Nicht nur der Protagonist, auch die anderen Personen sind gut gezeichnet und überzeugen in ihren Rollen.

Dicker Schinken

„Früh am Morgen beginnt die Nacht“ ist mit fast 900 Seiten im Hardcover und über 1000 im Taschenbuch ein echt dicker Schinken. Dass mich ein so umfangreiches Buch derart fesselt, kommt selten vor. Ich habe mich auf keiner einzigen Seite gelangweilt, auch wenn mir die Anfänge des Großvaters, der seiner Familie ein schriftliches Vermächtnis in Form seiner sonderbaren Lebensbeichte hinterlassen hat, nicht so interessant erschienen wie der Rest.
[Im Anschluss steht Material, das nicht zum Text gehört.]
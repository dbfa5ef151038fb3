//! Redis Streams job queue for the clip pipeline.
//!
//! One stream per stage, one consumer group, idempotency-keyed dedup on
//! enqueue, retry counters with a bounded budget, and a per-stage dead
//! letter queue.

pub mod error;
pub mod job;
pub mod queue;

pub use error::{QueueError, QueueResult};
pub use job::{AnalyzeInput, AnalyzeJob, DownloadJob, QueueJob, RenderJob, Stage, TranscribeJob};
pub use queue::{Delivery, JobQueue, QueueConfig};
//! Moment selection, virality scoring and enrichment for clip generation.
//!
//! The analysis pass takes a transcript, asks the routed models for the
//! best clip windows, then enriches each window with a score, a final
//! title and an optional CTA. Every structured response is validated;
//! every failure has a deterministic fallback, so the pass always yields
//! renderable moments unless the cost cap trips.

pub mod enrich;
pub mod error;
pub mod moments;
pub mod prompts;
pub mod schema;

pub use enrich::{AnalysisInput, AnalysisOutcome, Analyzer, CostTracker, COST_CAP_KOPECKS};
pub use error::{AnalysisError, AnalysisResult};
pub use moments::{
    deduplicate_moments, deduplicate_titles, generate_fallback_moments, short_transcript_moment,
    truncate_transcript, validate_moments, MAX_CLIP_SECS, MIN_CLIP_SECS,
};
Diese „Geschichte in der Geschichte“ war mir anfangs nicht willkommen, gewinnt aber mit der Zeit ebenso an Spannung wie der Rest und fügt sich toll ein. Zumal am Ende sowieso alles ein gelungenes großes Ganzes ergibt.

Stil

Der Autor schreibt fesselnd und unterhaltsam, manches ist sehr merk- und fragwürdig, anderes äußerst locker, nie wird jedoch die Ernsthaftigkeit aus den Augen verloren. Es ist ein berührender Roman, ohne dass man gleich in Tränen ausbricht. Er hat mich erreicht, bewegt – nur eben nicht auf die rührselige Art und Weise. Wally Lamb zeigt mir, was er ausdrücken will. Ich konnte alles vor mir sehen, es fühlen. Großes Kino.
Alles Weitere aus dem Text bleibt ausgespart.